Rethinking Breiman's Dilemma in Neural Networks: Phase Transitions of Margin Dynamics
This work addresses the challenge of using margins to predict generalization in neural networks, particularly for researchers in machine learning theory, but it is incremental as it builds on existing margin theory and phase transition concepts.
The paper revisits Breiman's dilemma in deep neural networks by analyzing phase transitions of normalized margin distributions during training, showing that when model expressiveness matches data complexity, high margin dynamics can predict generalization error trends, but over-expressive models exhibit uniform margin improvements that fail to predict overfitting.

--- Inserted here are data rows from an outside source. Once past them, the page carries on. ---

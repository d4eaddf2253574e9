// SPDX-License-Identifier: MIT OR Apache-2.0
// Copyright (c) 2025 pipetopo contributors

//! Arena-backed ordered tree
//!
//! Nodes live in a flat vector and refer to each other by index. Each slot
//! knows its parent, so ancestry checks walk upwards instead of searching
//! the whole tree. Slots are never freed: the editor only relocates nodes.

use std::collections::HashMap;

use super::key::NodeKey;

/// Index of a node inside its tree
#[derive(Debug, Clone, Copy, PartialEq, Eq, Hash)]
pub struct NodeId(usize);

/// Payload of a tree node
#[derive(Debug, Clone, PartialEq, Eq)]
pub struct TopologyNode {
    pub key: NodeKey,
    pub title: String,
    /// Steps are leaves; stages and pipeline roots are not
    pub is_leaf: bool,
}

#[derive(Debug, Clone)]
struct Slot {
    node: TopologyNode,
    parent: Option<NodeId>,
    children: Vec<NodeId>,
}

/// Ordered forest of [`TopologyNode`]s with unique keys
#[derive(Debug, Clone, Default)]
pub struct TopologyTree {
    slots: Vec<Slot>,
    roots: Vec<NodeId>,
    by_key: HashMap<NodeKey, NodeId>,
}

impl TopologyTree {
    pub fn new() -> Self {
        Self::default()
    }

    /// Append a node as the last child of `parent` (or as a root).
    ///
    /// Returns `None` when the key is already taken or `parent` is a leaf.
    pub fn push(&mut self, parent: Option<NodeId>, node: TopologyNode) -> Option<NodeId> {
        if self.by_key.contains_key(&node.key) {
            return None;
        }
        if let Some(p) = parent {
            if self.slots[p.0].node.is_leaf {
                return None;
            }
        }

        let id = NodeId(self.slots.len());
        self.by_key.insert(node.key, id);
        self.slots.push(Slot {
            node,
            parent,
            children: Vec::new(),
        });

        match parent {
            Some(p) => self.slots[p.0].children.push(id),
            None => self.roots.push(id),
        }

        Some(id)
    }

    pub fn is_empty(&self) -> bool {
        self.slots.is_empty()
    }

    pub fn len(&self) -> usize {
        self.slots.len()
    }

    pub fn find(&self, key: &NodeKey) -> Option<NodeId> {
        self.by_key.get(key).copied()
    }

    pub fn node(&self, id: NodeId) -> &TopologyNode {
        &self.slots[id.0].node
    }

    pub fn parent(&self, id: NodeId) -> Option<NodeId> {
        self.slots[id.0].parent
    }

    pub fn children(&self, id: NodeId) -> &[NodeId] {
        &self.slots[id.0].children
    }

    pub fn roots(&self) -> &[NodeId] {
        &self.roots
    }

    /// Number of edges between `id` and its root
    pub fn depth(&self, id: NodeId) -> usize {
        let mut depth = 0;
        let mut cursor = self.parent(id);
        while let Some(p) = cursor {
            depth += 1;
            cursor = self.parent(p);
        }
        depth
    }

    /// True when `ancestor` lies on the path from `node` to its root
    pub fn is_ancestor(&self, ancestor: NodeId, node: NodeId) -> bool {
        let mut cursor = self.parent(node);
        while let Some(p) = cursor {
            if p == ancestor {
                return true;
            }
            cursor = self.parent(p);
        }
        false
    }

    /// Position of `id` among its siblings
    pub fn index_in_parent(&self, id: NodeId) -> usize {
        self.siblings(self.parent(id))
            .iter()
            .position(|n| *n == id)
            .unwrap_or(0)
    }

    fn siblings(&self, parent: Option<NodeId>) -> &Vec<NodeId> {
        match parent {
            Some(p) => &self.slots[p.0].children,
            None => &self.roots,
        }
    }

    fn siblings_mut(&mut self, parent: Option<NodeId>) -> &mut Vec<NodeId> {
        match parent {
            Some(p) => &mut self.slots[p.0].children,
            None => &mut self.roots,
        }
    }

    /// Relocate `id` (with its subtree) to `index` among the children of
    /// `parent`. The index is interpreted after `id` has been detached.
    ///
    /// Callers must rule out cycles first; see [`Self::is_ancestor`].
    pub(crate) fn relocate<F>(&mut self, id: NodeId, place: F)
    where
        F: FnOnce(&Self) -> (Option<NodeId>, usize),
    {
        let old_parent = self.parent(id);
        self.siblings_mut(old_parent).retain(|n| *n != id);

        let (parent, index) = place(&*self);
        let siblings = self.siblings_mut(parent);
        let index = index.min(siblings.len());
        siblings.insert(index, id);
        self.slots[id.0].parent = parent;
    }

    /// Visit nodes depth-first in document order
    pub fn walk(&self) -> Vec<(NodeId, usize)> {
        let mut out = Vec::with_capacity(self.slots.len());
        let mut stack: Vec<(NodeId, usize)> =
            self.roots.iter().rev().map(|r| (*r, 0)).collect();

        while let Some((id, depth)) = stack.pop() {
            out.push((id, depth));
            for child in self.children(id).iter().rev() {
                stack.push((*child, depth + 1));
            }
        }

        out
    }
}
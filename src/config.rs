//! Race configuration.
//!
//! A `StrategyConfig` is what comes off disk (TOML). Resolving it against a
//! coefficient provider yields a validated `RaceConfig`, which is the only thing
//! the solver accepts.

use crate::error::{Result, StrategyError};
use crate::provider::{CoefficientProvider, CoefficientTable};
use crate::tyre::{DegradationCoefficients, TyreCompound};
use serde::Deserialize;
use std::collections::{BTreeMap, HashMap, HashSet};
use std::path::Path;
use tracing::debug;

/// Widest compound set a `u32` usage mask can hold with room to spare.
pub const MASK_BITS: usize = 16;
/// Hard ceiling on race length, whatever `[limits]` asks for.
pub const MAX_TOTAL_LAPS: usize = 10_000;
/// Hard ceiling on `(laps + 1) * 2^compounds` DP cells.
pub const MAX_DP_STATES: usize = 1 << 23;

/// Upper bounds on problem size. Solver work grows with `laps^2 * compounds`
/// and memory with `laps * 2^compounds`.
#[derive(Debug, Clone, Copy, PartialEq, Deserialize)]
#[serde(default)]
pub struct SolverLimits {
    pub max_total_laps: usize,
    pub max_compounds: usize,
}

impl Default for SolverLimits {
    fn default() -> Self {
        Self {
            max_total_laps: 500,
            max_compounds: 8,
        }
    }
}

impl SolverLimits {
    /// Checks problem size before anything proportional to it is allocated.
    pub fn check(&self, total_laps: usize, n_compounds: usize) -> Result<()> {
        if total_laps == 0 {
            return Err(invalid("total_laps must be greater than zero"));
        }
        let max_compounds = self.max_compounds.min(MASK_BITS);
        if n_compounds > max_compounds {
            return Err(invalid(format!(
                "{n_compounds} compounds exceeds the limit of {max_compounds}"
            )));
        }
        let max_total_laps = self.max_total_laps.min(MAX_TOTAL_LAPS);
        if total_laps > max_total_laps {
            return Err(invalid(format!(
                "{total_laps} laps exceeds the limit of {max_total_laps}"
            )));
        }
        let states = (total_laps + 1) << n_compounds;
        if states > MAX_DP_STATES {
            return Err(invalid(format!(
                "{total_laps} laps with {n_compounds} compounds needs {states} states, limit is {MAX_DP_STATES}"
            )));
        }
        Ok(())
    }
}

/// A validated race: ready to be handed to the solver.
#[derive(Debug, Clone)]
pub struct RaceConfig {
    total_laps: usize,
    pit_loss: f64,
    compounds: Vec<TyreCompound>,
}

impl RaceConfig {
    pub fn new(total_laps: usize, pit_loss: f64, compounds: Vec<TyreCompound>) -> Result<Self> {
        Self::with_limits(total_laps, pit_loss, compounds, SolverLimits::default())
    }

    pub fn with_limits(
        total_laps: usize,
        pit_loss: f64,
        compounds: Vec<TyreCompound>,
        limits: SolverLimits,
    ) -> Result<Self> {
        limits.check(total_laps, compounds.len())?;
        if !pit_loss.is_finite() || pit_loss < 0.0 {
            return Err(invalid(format!(
                "pit_loss must be a non-negative number, got {pit_loss}"
            )));
        }
        if compounds.is_empty() {
            return Err(invalid("at least one compound is required"));
        }

        let mut seen = HashSet::new();
        for compound in &compounds {
            if !seen.insert(compound.name()) {
                return Err(invalid(format!(
                    "compound {} is listed more than once",
                    compound.name()
                )));
            }
            if compound.horizon() < total_laps {
                return Err(invalid(format!(
                    "lap-time curve for {} covers {} laps but the race is {total_laps} laps",
                    compound.name(),
                    compound.horizon()
                )));
            }
        }

        Ok(Self {
            total_laps,
            pit_loss,
            compounds,
        })
    }

    pub fn total_laps(&self) -> usize {
        self.total_laps
    }

    pub fn pit_loss(&self) -> f64 {
        self.pit_loss
    }

    /// Compounds in the order the solver tries them.
    pub fn compounds(&self) -> &[TyreCompound] {
        &self.compounds
    }
}

fn invalid(msg: impl Into<String>) -> StrategyError {
    StrategyError::InvalidConfig(msg.into())
}

/// Race description as written in a config file.
///
/// ```toml
/// total_laps = 70
/// pit_loss = 25.0
/// compounds = ["SOFT", "MEDIUM", "HARD"]
///
/// [coefficients.SOFT]
/// a = 0.9
/// b = 0.05
/// c = 77.5
///
/// [adjustments]
/// HARD = 0.4
/// ```
#[derive(Debug, Clone, Deserialize)]
pub struct StrategyConfig {
    pub total_laps: usize,
    pub pit_loss: f64,
    /// Order matters: ties between equally fast strategies go to the earlier compound.
    pub compounds: Vec<String>,
    #[serde(default)]
    pub coefficients: HashMap<String, DegradationCoefficients>,
    /// Added to the `c` coefficient of the named compound.
    #[serde(default)]
    pub adjustments: HashMap<String, f64>,
    #[serde(default)]
    pub limits: SolverLimits,
}

impl StrategyConfig {
    pub fn from_file(path: &Path) -> Result<Self> {
        let content = std::fs::read_to_string(path).map_err(|source| StrategyError::Io {
            path: path.to_path_buf(),
            source,
        })?;
        toml::from_str(&content).map_err(|source| StrategyError::ConfigParse {
            path: path.to_path_buf(),
            source,
        })
    }

    /// Coefficients given inline in the config file. Two entries whose names
    /// differ only in case are rejected.
    pub fn inline_coefficients(&self) -> Result<CoefficientTable> {
        let mut table = CoefficientTable::new();
        for (name, coeffs) in &self.coefficients {
            table.try_insert(name, *coeffs)?;
        }
        Ok(table)
    }

    /// Look up every compound, apply adjustments and validate the race.
    pub fn build_race(&self, provider: &dyn CoefficientProvider) -> Result<RaceConfig> {
        // size check comes first: every compound allocates a table per lap
        self.limits.check(self.total_laps, self.compounds.len())?;
        let adjustments = self.normalized_adjustments()?;

        let compounds = self
            .compounds
            .iter()
            .map(|name| {
                let mut coeffs = provider.coefficients(name)?;
                if let Some(offset) = adjustments.get(&name.to_uppercase()) {
                    coeffs.c += offset;
                }
                debug!(compound = %name, a = coeffs.a, b = coeffs.b, c = coeffs.c, "resolved compound");
                TyreCompound::new(name.to_uppercase(), coeffs, self.total_laps)
            })
            .collect::<Result<Vec<_>>>()?;

        RaceConfig::with_limits(self.total_laps, self.pit_loss, compounds, self.limits)
    }

    fn normalized_adjustments(&self) -> Result<BTreeMap<String, f64>> {
        let mut normalized = BTreeMap::new();
        for (name, offset) in &self.adjustments {
            if normalized.insert(name.to_uppercase(), *offset).is_some() {
                return Err(invalid(format!(
                    "adjustment for {} is given more than once",
                    name.to_uppercase()
                )));
            }
        }
        Ok(normalized)
    }
}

Margin enlargement over training data has been an important strategy since perceptrons in machine learning for the purpose of boosting the robustness of classifiers toward a good generalization ability. Yet Breiman (1999) showed a dilemma that a uniform improvement on margin distribution does NOT necessarily reduces generalization errors. In this paper, we revisit Breiman's dilemma in deep neural networks with recently proposed spectrally normalized margins, from a novel perspective based on phase transitions of normalized margin distributions in training dynamics. Normalized margin distribution of a classifier over the data, can be divided into two parts: low/small margins such as some negative margins for misclassified samples vs. high/large margins for high confident correctly classified samples, that often behave differently during the training process. Low margins for training and test datasets are often effectively reduced in training, along with reductions of training and test errors; while high margins may exhibit different dynamics, reflecting the trade-off between expressive power of models and complexity of data. When data complexity is comparable to the model expressiveness, high margin distributions for both training and test data undergo similar decrease-increase phase transitions during training. In such cases, one can predict the trend of generalization or test error by margin-based generalization bounds with restricted Rademacher complexities, shown in two ways in this paper with early stopping time exploiting such phase transitions. On the other hand, over-expressive models may have both low and high training margins undergoing uniform improvements, with a distinct phase transition in test margin dynamics. This reconfirms the Breiman's dilemma associated with overparameterized neural networks where margins fail to predict overfitting.